Well, that happened anyway.
For many young people, mortality is for the people in the news. It's never for the sports star. They play, they hit, they throw, they do interviews and baseball cards, and life stays there. They don't ever die. They just retire.
So when Aidan asked me tonight if I heard the news about Roy Halladay, I said, “Oh yes, I'm more than familiar with this story.” And I told him not to be afraid to have the same reaction I did back when I was 9 years old on New Year's Eve, 1972.
If you're my age and a St. Louis Cardinals fan, you remember being more of a baseball fan during those dark early 70s days. Because I loved baseball, I also loved the Reds, Phillies, Pirates, and the Red Sox; the Yankees, Orioles, and A's. Winners engaged me. Great players mesmerized me. I was one of the only kids I knew of my age with a subscription to Baseball Digest.
One of my favorite players was Roberto Clemente. He was a U.S. Marine. He was the first Latino player ever to be part of a World Series team and to be in the Hall of Fame.

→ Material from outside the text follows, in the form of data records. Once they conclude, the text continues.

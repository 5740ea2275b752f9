use crate::fetch::ContentKind;
use crate::state::StalenessPolicy;
use serde::Deserialize;
use std::path::PathBuf;
use std::time::Duration;

/// Main configuration structure for Steady-Harvest
#[derive(Debug, Clone, Deserialize)]
pub struct Config {
    pub source: SourceConfig,
    #[serde(default)]
    pub fetch: FetchConfig,
    #[serde(default)]
    pub pacing: PacingConfig,
    #[serde(default)]
    pub backoff: BackoffConfig,
    #[serde(default, rename = "circuit-breaker")]
    pub circuit_breaker: CircuitBreakerConfig,
    #[serde(default)]
    pub staleness: StalenessConfig,
    #[serde(default)]
    pub executor: ExecutorConfig,
    #[serde(default)]
    pub health: HealthConfig,
    pub storage: StorageConfig,
    #[serde(default)]
    pub browser: BrowserSettings,
}

/// Describes the data source being kept in sync
#[derive(Debug, Clone, Deserialize)]
pub struct SourceConfig {
    /// Detail URL with an `{id}` placeholder for the item identifier
    #[serde(rename = "detail-url-template")]
    pub detail_url_template: String,

    /// Identifiers to seed the store with (known records are always included)
    #[serde(default)]
    pub identifiers: Vec<String>,

    /// Task kind used for pending escalations
    #[serde(rename = "task-kind", default = "default_task_kind")]
    pub task_kind: String,

    /// Name under which runs are recorded in the health log
    #[serde(rename = "scraper-type", default = "default_scraper_type")]
    pub scraper_type: String,

    /// Payload kind expected from the detail URL
    #[serde(rename = "expected-kind", default)]
    pub expected_kind: ContentKind,

    /// Payload field holding the item's closing time: a top-level key or a
    /// JSON pointer such as `/Listado/0/FechaCierre`
    #[serde(rename = "terminal-field", default)]
    pub terminal_field: Option<String>,
}

fn default_task_kind() -> String {
    "detail".to_string()
}

fn default_scraper_type() -> String {
    "detail_sync".to_string()
}

impl SourceConfig {
    /// Builds the detail URL for one identifier
    pub fn detail_url(&self, identifier: &str) -> String {
        self.detail_url_template.replace("{id}", identifier)
    }
}

/// Fetch chain configuration
#[derive(Debug, Clone, Deserialize)]
#[serde(default)]
pub struct FetchConfig {
    /// Lightweight attempts before escalating to the browser
    #[serde(rename = "max-lightweight-attempts")]
    pub max_lightweight_attempts: u32,

    /// Timeout for one lightweight request (milliseconds)
    #[serde(rename = "request-timeout-ms")]
    pub request_timeout_ms: u64,

    /// Timeout for one browser navigation (milliseconds)
    #[serde(rename = "browser-timeout-ms")]
    pub browser_timeout_ms: u64,

    /// Accept-Language values rotated across requests
    #[serde(rename = "accept-language")]
    pub accept_language: Vec<String>,

    /// Fixed Referer; derived from the target site when absent
    pub referer: Option<String>,

    /// Fixed Origin; derived from the target site when absent
    pub origin: Option<String>,

    /// Whether exhausted lightweight attempts fall back to the browser
    #[serde(rename = "heavyweight-enabled")]
    pub heavyweight_enabled: bool,
}

impl Default for FetchConfig {
    fn default() -> Self {
        Self {
            max_lightweight_attempts: 5,
            request_timeout_ms: 30_000,
            browser_timeout_ms: 60_000,
            accept_language: vec![
                "es-CL,es;q=0.9,en-US;q=0.8,en;q=0.7".to_string(),
                "es-419,es;q=0.9,en;q=0.8".to_string(),
                "es-ES,es;q=0.9,en-US;q=0.7,en;q=0.6".to_string(),
            ],
            referer: None,
            origin: None,
            heavyweight_enabled: true,
        }
    }
}

impl FetchConfig {
    pub fn request_timeout(&self) -> Duration {
        Duration::from_millis(self.request_timeout_ms)
    }

    pub fn browser_timeout(&self) -> Duration {
        Duration::from_millis(self.browser_timeout_ms)
    }
}

/// Delay applied after every attempt
#[derive(Debug, Clone, Deserialize)]
#[serde(default)]
pub struct PacingConfig {
    #[serde(rename = "min-delay-ms")]
    pub min_delay_ms: u64,

    #[serde(rename = "max-delay-ms")]
    pub max_delay_ms: u64,

    #[serde(rename = "jitter-pct")]
    pub jitter_pct: f64,
}

impl Default for PacingConfig {
    fn default() -> Self {
        Self {
            min_delay_ms: 2_000,
            max_delay_ms: 5_000,
            jitter_pct: 0.3,
        }
    }
}

/// Pauses after blocked or failed attempts
#[derive(Debug, Clone, Deserialize)]
#[serde(default)]
pub struct BackoffConfig {
    /// Pause after the first block (milliseconds)
    #[serde(rename = "quarantine-ms")]
    pub quarantine_ms: u64,

    /// Base of the exponential pause from the second attempt on (milliseconds)
    #[serde(rename = "short-base-ms")]
    pub short_base_ms: u64,

    #[serde(rename = "jitter-pct")]
    pub jitter_pct: f64,
}

impl Default for BackoffConfig {
    fn default() -> Self {
        Self {
            quarantine_ms: 300_000,
            short_base_ms: 30_000,
            jitter_pct: 0.3,
        }
    }
}

/// What the chain does while the circuit is open
#[derive(Debug, Clone, Copy, PartialEq, Eq, Deserialize)]
#[serde(rename_all = "kebab-case")]
pub enum CircuitMode {
    /// Wait until the circuit closes, then continue
    Sleep,

    /// Fail the attempt immediately
    FailFast,
}

/// Block-rate circuit breaker
#[derive(Debug, Clone, Deserialize)]
#[serde(default)]
pub struct CircuitBreakerConfig {
    pub enabled: bool,

    /// Sliding window over which blocks are counted (milliseconds)
    #[serde(rename = "window-ms")]
    pub window_ms: u64,

    /// Blocks within the window that open the circuit
    pub threshold: u32,

    /// How long the circuit stays open (milliseconds)
    #[serde(rename = "open-ms")]
    pub open_ms: u64,

    pub mode: CircuitMode,

    /// Consecutive 429 responses that count as an extra block
    #[serde(rename = "rate-limit-threshold")]
    pub rate_limit_threshold: u32,
}

impl Default for CircuitBreakerConfig {
    fn default() -> Self {
        Self {
            enabled: true,
            window_ms: 5 * 60 * 1000,
            threshold: 3,
            open_ms: 30 * 60 * 1000,
            mode: CircuitMode::Sleep,
            rate_limit_threshold: 3,
        }
    }
}

/// Re-fetch admission windows
#[derive(Debug, Clone, Deserialize)]
#[serde(default)]
pub struct StalenessConfig {
    #[serde(rename = "freshness-window-minutes")]
    pub freshness_window_minutes: i64,

    #[serde(rename = "stale-cooldown-minutes")]
    pub stale_cooldown_minutes: i64,
}

impl Default for StalenessConfig {
    fn default() -> Self {
        Self {
            freshness_window_minutes: 30,
            stale_cooldown_minutes: 60,
        }
    }
}

impl StalenessConfig {
    pub fn policy(&self) -> StalenessPolicy {
        StalenessPolicy {
            freshness_window: chrono::Duration::minutes(self.freshness_window_minutes),
            stale_cooldown: chrono::Duration::minutes(self.stale_cooldown_minutes),
        }
    }
}

/// Fan-out executor settings
#[derive(Debug, Clone, Deserialize)]
#[serde(default)]
pub struct ExecutorConfig {
    /// Maximum number of concurrent detail fetches
    pub concurrency: usize,

    /// Optional wall-clock budget for a whole run (seconds)
    #[serde(rename = "run-deadline-secs")]
    pub run_deadline_secs: Option<u64>,
}

impl Default for ExecutorConfig {
    fn default() -> Self {
        Self {
            concurrency: 4,
            run_deadline_secs: None,
        }
    }
}

/// Health log settings
#[derive(Debug, Clone, Deserialize)]
#[serde(default)]
pub struct HealthConfig {
    /// Consecutive failures that raise an alert
    #[serde(rename = "alert-window")]
    pub alert_window: usize,
}

impl Default for HealthConfig {
    fn default() -> Self {
        Self { alert_window: 5 }
    }
}

/// Durable store settings
#[derive(Debug, Clone, Deserialize)]
pub struct StorageConfig {
    /// Path to the SQLite database file
    #[serde(rename = "database-path")]
    pub database_path: String,
}

/// Heavyweight browser settings
#[derive(Debug, Clone, Deserialize)]
#[serde(default)]
pub struct BrowserSettings {
    /// Chrome/Chromium binary; auto-detected when absent
    #[serde(rename = "chrome-executable")]
    pub chrome_executable: Option<PathBuf>,

    pub headless: bool,
}

impl Default for BrowserSettings {
    fn default() -> Self {
        Self {
            chrome_executable: None,
            headless: true,
        }
    }
}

By the time I was 9 and acquired one of my favorite baseball cards ever (why it was one of him striking out is beyond me), Roberto was a veteran Major Leaguer. (And, by the way, he hit the only walk-off inside-the-park grand slam in MLB history — and it was against the Cubs).

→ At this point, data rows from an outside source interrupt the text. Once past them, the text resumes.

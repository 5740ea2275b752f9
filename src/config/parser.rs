use crate::config::types::Config;
use crate::config::validation::validate;
use crate::ConfigError;
use sha2::{Digest, Sha256};
use std::path::Path;

/// Loads and parses a configuration file from the given path
///
/// # Arguments
///
/// * `path` - Path to the TOML configuration file
///
/// # Returns
///
/// * `Ok(Config)` - Successfully loaded and validated configuration
/// * `Err(ConfigError)` - Failed to load, parse, or validate the configuration
///
/// # Example
///
/// ```no_run
/// use std::path::Path;
/// use steady_harvest::config::load_config;
///
/// let config = load_config(Path::new("harvest.toml")).unwrap();
/// println!("Detail URL: {}", config.source.detail_url_template);
/// ```
pub fn load_config(path: &Path) -> Result<Config, ConfigError> {
    let content = std::fs::read_to_string(path)?;
    parse_config(&content)
}

/// Parses and validates configuration from TOML text
pub fn parse_config(content: &str) -> Result<Config, ConfigError> {
    let config: Config = toml::from_str(content)?;
    validate(&config)?;
    Ok(config)
}

/// Computes a SHA-256 hash of the configuration file content
///
/// The hash is stored with every health entry so runs can be correlated
/// with the configuration they used.
///
/// # Arguments
///
/// * `path` - Path to the TOML configuration file
///
/// # Returns
///
/// * `Ok(String)` - Hex-encoded SHA-256 hash of the file content
/// * `Err(ConfigError)` - Failed to read the file
pub fn compute_config_hash(path: &Path) -> Result<String, ConfigError> {
    let content = std::fs::read_to_string(path)?;
    let mut hasher = Sha256::new();
    hasher.update(content.as_bytes());
    let result = hasher.finalize();
    Ok(hex::encode(result))
}

/// Loads a configuration and returns both the config and its hash
pub fn load_config_with_hash(path: &Path) -> Result<(Config, String), ConfigError> {
    let config = load_config(path)?;
    let hash = compute_config_hash(path)?;
    Ok((config, hash))
}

Offseason, December 1972, an earthquake hit his home country of Nicaragua. The Somoza government kept stealing relief supplies. Roberto decided he'd fly with supplies on the Douglas in hopes they wouldn't have the balls to steal from him. But the plane crashed, and he died.

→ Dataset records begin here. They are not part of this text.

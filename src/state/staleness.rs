//! Staleness-driven re-fetch admission
//!
//! Decides, per item and per run, whether a fetch is worth making. Items
//! synced recently are left alone; older items are first marked stale and
//! only re-fetched once the stale mark itself has aged past a cooldown,
//! which spreads refresh load over several runs.

use super::ItemState;
use chrono::{DateTime, Duration, Utc};

/// What the store remembers about one item's sync history
#[derive(Debug, Clone, PartialEq, Eq)]
pub struct StalenessRecord {
    pub identifier: String,
    pub last_synced_at: DateTime<Utc>,
    pub is_marked_stale: bool,
    pub stale_marked_at: Option<DateTime<Utc>>,
    pub terminal_at: Option<DateTime<Utc>>,
}

/// Admission windows
#[derive(Debug, Clone, Copy, PartialEq, Eq)]
pub struct StalenessPolicy {
    pub freshness_window: Duration,
    pub stale_cooldown: Duration,
}

impl Default for StalenessPolicy {
    fn default() -> Self {
        Self {
            freshness_window: Duration::minutes(30),
            stale_cooldown: Duration::minutes(60),
        }
    }
}

/// The admission decision for one item
#[derive(Debug, Clone, PartialEq, Eq)]
pub struct Admission {
    /// Whether the item should be fetched this run
    pub admit: bool,

    /// The state the item was found in
    pub state: ItemState,

    /// Human-readable explanation
    pub reason: &'static str,

    /// Whether the caller should persist a fresh stale mark
    pub mark_stale: bool,
}

impl Admission {
    fn new(state: ItemState, reason: &'static str) -> Self {
        Self {
            admit: state.is_admitted(),
            state,
            reason,
            mark_stale: false,
        }
    }
}

/// Decides whether an item should be fetched now
///
/// # Arguments
///
/// * `record` - The item's staleness record, or `None` if never synced
/// * `now` - The current time
/// * `policy` - Freshness window and stale cooldown
///
/// # Returns
///
/// The admission decision. When `mark_stale` is set the caller persists
/// `is_marked_stale = true, stale_marked_at = now`.
pub fn admit_for_fetch(
    record: Option<&StalenessRecord>,
    now: DateTime<Utc>,
    policy: &StalenessPolicy,
) -> Admission {
    let Some(record) = record else {
        return Admission::new(ItemState::Unseen, "never synced");
    };

    if record.terminal_at.is_some_and(|terminal| terminal < now) {
        return Admission::new(ItemState::Closed, "terminal time has passed");
    }

    if now - record.last_synced_at < policy.freshness_window {
        return Admission::new(ItemState::Fresh, "synced within freshness window");
    }

    if !record.is_marked_stale {
        return Admission {
            mark_stale: true,
            ..Admission::new(ItemState::Stale, "aged past freshness window; marking stale")
        };
    }

    match record.stale_marked_at {
        Some(marked_at) if now - marked_at < policy.stale_cooldown => {
            Admission::new(ItemState::Stale, "stale mark within cooldown")
        }
        Some(_) => Admission::new(ItemState::Rescrapable, "stale mark past cooldown"),
        None => Admission::new(ItemState::Rescrapable, "stale without mark time"),
    }
}

#[cfg(test)]
mod tests {
    use super::*;

    fn now() -> DateTime<Utc> {
        DateTime::parse_from_rfc3339("2024-06-01T12:00:00Z")
            .unwrap()
            .with_timezone(&Utc)
    }

    fn record(synced_minutes_ago: i64) -> StalenessRecord {
        StalenessRecord {
            identifier: "1001-5-LE24".to_string(),
            last_synced_at: now() - Duration::minutes(synced_minutes_ago),
            is_marked_stale: false,
            stale_marked_at: None,
            terminal_at: None,
        }
    }

    #[test]
    fn test_unseen_is_admitted() {
        let decision = admit_for_fetch(None, now(), &StalenessPolicy::default());
        assert!(decision.admit);
        assert_eq!(decision.state, ItemState::Unseen);
        assert!(!decision.mark_stale);
    }

    #[test]
    fn test_fresh_is_skipped() {
        let decision = admit_for_fetch(Some(&record(10)), now(), &StalenessPolicy::default());
        assert!(!decision.admit);
        assert_eq!(decision.state, ItemState::Fresh);
        assert!(!decision.mark_stale);
    }

    #[test]
    fn test_aged_unmarked_is_marked_not_admitted() {
        let decision = admit_for_fetch(Some(&record(45)), now(), &StalenessPolicy::default());
        assert!(!decision.admit);
        assert_eq!(decision.state, ItemState::Stale);
        assert!(decision.mark_stale);
    }

    #[test]
    fn test_stale_within_cooldown_is_skipped() {
        let record = StalenessRecord {
            is_marked_stale: true,
            stale_marked_at: Some(now() - Duration::minutes(20)),
            ..record(120)
        };
        let decision = admit_for_fetch(Some(&record), now(), &StalenessPolicy::default());
        assert!(!decision.admit);
        assert_eq!(decision.state, ItemState::Stale);
        assert!(!decision.mark_stale);
    }

    #[test]
    fn test_stale_past_cooldown_is_admitted() {
        let record = StalenessRecord {
            is_marked_stale: true,
            stale_marked_at: Some(now() - Duration::minutes(61)),
            ..record(120)
        };
        let decision = admit_for_fetch(Some(&record), now(), &StalenessPolicy::default());
        assert!(decision.admit);
        assert_eq!(decision.state, ItemState::Rescrapable);
    }

    #[test]
    fn test_stale_without_mark_time_is_admitted() {
        let record = StalenessRecord {
            is_marked_stale: true,
            stale_marked_at: None,
            ..record(120)
        };
        let decision = admit_for_fetch(Some(&record), now(), &StalenessPolicy::default());
        assert!(decision.admit);
        assert_eq!(decision.state, ItemState::Rescrapable);
    }

    #[test]
    fn test_closed_is_never_admitted() {
        let closed = StalenessRecord {
            terminal_at: Some(now() - Duration::minutes(1)),
            is_marked_stale: true,
            stale_marked_at: Some(now() - Duration::days(3)),
            ..record(5_000)
        };
        let decision = admit_for_fetch(Some(&closed), now(), &StalenessPolicy::default());
        assert!(!decision.admit);
        assert_eq!(decision.state, ItemState::Closed);
        assert!(!decision.mark_stale);
    }

    #[test]
    fn test_future_terminal_time_does_not_close() {
        let open = StalenessRecord {
            terminal_at: Some(now() + Duration::days(2)),
            ..record(10)
        };
        let decision = admit_for_fetch(Some(&open), now(), &StalenessPolicy::default());
        assert_eq!(decision.state, ItemState::Fresh);
    }

    #[test]
    fn test_full_cycle_two_runs() {
        let policy = StalenessPolicy::default();

        // First run: aged record gets marked
        let mut rec = record(45);
        let first = admit_for_fetch(Some(&rec), now(), &policy);
        assert!(first.mark_stale);
        rec.is_marked_stale = true;
        rec.stale_marked_at = Some(now());

        // Half an hour later: still cooling down
        let later = now() + Duration::minutes(30);
        assert!(!admit_for_fetch(Some(&rec), later, &policy).admit);

        // Past the cooldown: admitted
        let much_later = now() + Duration::minutes(60);
        let decision = admit_for_fetch(Some(&rec), much_later, &policy);
        assert!(decision.admit);
        assert_eq!(decision.state, ItemState::Rescrapable);
    }
}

At the time, tragic news wasn't every day, and it wasn't reported 24/7 — so this was a major event. I told Aidan how great it was to discover that my baseball hero was actually a hero beyond his batting average. And he was even more of a hero to me because of that.
Thurman Munson was another. When I was a kid, it was so cool that this burly, mustached butt-kicker catcher would stand in front of a plate and obliterate a runner. Johnny Bench was artful, but Thurman was rough, and I loved it. After a great career and consecutive All-Star appearances, 1979 marked the first year he wasn't in.
Even though he was a lifelong Yankee, and to this day is the only Yankee to win both a Rookie of the Year and an MVP, Thurman always wanted to play for the Cleveland Indians. He loved his family in Canton, Ohio, and bought a plane just so he could more frequently visit them. He crashed it while trying to perfect his flying, and he died.
Roy Halladay had one major reason for flying his plane when it crashed: he said he wanted to teach his boys someday how to fly, so he kept pushing for his hours.
I told Aidan these three men had one thing in common: whether it be Roberto sacrificing his time for his home country, or Thurman trying to take advantage of a new way to see his people more often, or Roy learning to fly and wanting to leave more behind for his kids than an ERA, these men never wasted a moment to turn their good fortune into something truly important to them.
And they did it even though there were risks.
There are teaching moments every day that tell us not to waste our fortunes, our talents, and our love by sitting around and not sharing and — more importantly — not daring to take the risks.
I've been blessed to have learned that we only waste a moment when we don't recognize one.